(Excerpts from a dataset)
········
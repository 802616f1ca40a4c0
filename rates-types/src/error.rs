//! Error types for the rate fetcher.

use crate::domain::{CurrencyCode, DateKey};
use crate::ports::SourceError;

/// Input errors detected before any fetch is issued.
#[derive(Debug, thiserror::Error)]
pub enum ValidationError {
    #[error("Number of days should not exceed {max} (requested {requested})")]
    TooManyDays { requested: u32, max: u32 },

    #[error("Date {offset} days before the reference date is out of range")]
    DateOutOfRange { offset: u32 },

    #[error("Invalid currency code: {0:?}")]
    InvalidCurrency(String),
}

/// A rate document that does not have the expected structure.
#[derive(Debug, thiserror::Error)]
pub enum ShapeError {
    #[error("Missing currency {currency} in rates for {date}")]
    MissingCurrency { currency: CurrencyCode, date: String },

    #[error("Currency {currency} has no {field}")]
    MissingRate {
        currency: CurrencyCode,
        field: &'static str,
    },

    #[error("Invalid date {0:?}, expected DD.MM.YYYY")]
    InvalidDate(String),

    #[error("Requested rates for {requested}, got a document for {returned}")]
    DateMismatch { requested: DateKey, returned: String },
}

/// Application-level errors returned by the aggregator.
#[derive(Debug, thiserror::Error)]
pub enum RateError {
    #[error(transparent)]
    Validation(#[from] ValidationError),

    #[error(transparent)]
    Source(#[from] SourceError),

    #[error(transparent)]
    Shape(#[from] ShapeError),
}
//! Reshaped per-date output and the batch that collects it.

use serde::ser::{SerializeMap, Serializer};
use serde::{Deserialize, Serialize};
use std::collections::BTreeMap;

use super::{CurrencyCode, DateKey};

/// Sale and purchase rate of one currency on one date.
#[derive(Debug, Clone, Copy, PartialEq, Serialize, Deserialize)]
pub struct RatePair {
    pub sale: f64,
    pub purchase: f64,
}

/// Rates for one date, serialized as `{"DD.MM.YYYY": {"EUR": {...}, ...}}`.
#[derive(Debug, Clone, PartialEq)]
pub struct FormattedEntry {
    date: DateKey,
    rates: BTreeMap<CurrencyCode, RatePair>,
}

impl FormattedEntry {
    pub fn new(date: DateKey) -> Self {
        Self {
            date,
            rates: BTreeMap::new(),
        }
    }

    pub fn with_rate(mut self, currency: CurrencyCode, pair: RatePair) -> Self {
        self.rates.insert(currency, pair);
        self
    }

    pub fn date(&self) -> DateKey {
        self.date
    }

    pub fn rate(&self, currency: CurrencyCode) -> Option<&RatePair> {
        self.rates.get(&currency)
    }

    pub fn rates(&self) -> &BTreeMap<CurrencyCode, RatePair> {
        &self.rates
    }
}

impl Serialize for FormattedEntry {
    fn serialize<S: Serializer>(&self, serializer: S) -> Result<S::Ok, S::Error> {
        let mut map = serializer.serialize_map(Some(1))?;
        map.serialize_entry(&self.date, &self.rates)?;
        map.end()
    }
}

/// Ordered per-date results of one batch, most recent date first.
#[derive(Debug, Clone, Default, PartialEq, Serialize)]
#[serde(transparent)]
pub struct BatchResult(Vec<FormattedEntry>);

impl BatchResult {
    pub fn new(entries: Vec<FormattedEntry>) -> Self {
        Self(entries)
    }

    pub fn entries(&self) -> &[FormattedEntry] {
        &self.0
    }

    pub fn len(&self) -> usize {
        self.0.len()
    }

    pub fn is_empty(&self) -> bool {
        self.0.is_empty()
    }
}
········
• [Work to be completed]
Take the records above and return, word for word, only the lines that fall from the line with "filename rates-types/src/error.rs" to the line with "got a document", both of them included.

• [Solution for this problem]
filename rates-types/src/error.rs
//! Error types for the rate fetcher.

use crate::domain::{CurrencyCode, DateKey};
use crate::ports::SourceError;

/// Input errors detected before any fetch is issued.
#[derive(Debug, thiserror::Error)]
pub enum ValidationError {
    #[error("Number of days should not exceed {max} (requested {requested})")]
    TooManyDays { requested: u32, max: u32 },

    #[error("Date {offset} days before the reference date is out of range")]
    DateOutOfRange { offset: u32 },

    #[error("Invalid currency code: {0:?}")]
    InvalidCurrency(String),
}

/// A rate document that does not have the expected structure.
#[derive(Debug, thiserror::Error)]
pub enum ShapeError {
    #[error("Missing currency {currency} in rates for {date}")]
    MissingCurrency { currency: CurrencyCode, date: String },

    #[error("Currency {currency} has no {field}")]
    MissingRate {
        currency: CurrencyCode,
        field: &'static str,
    },

    #[error("Invalid date {0:?}, expected DD.MM.YYYY")]
    InvalidDate(String),

    #[error("Requested rates for {requested}, got a document for {returned}")]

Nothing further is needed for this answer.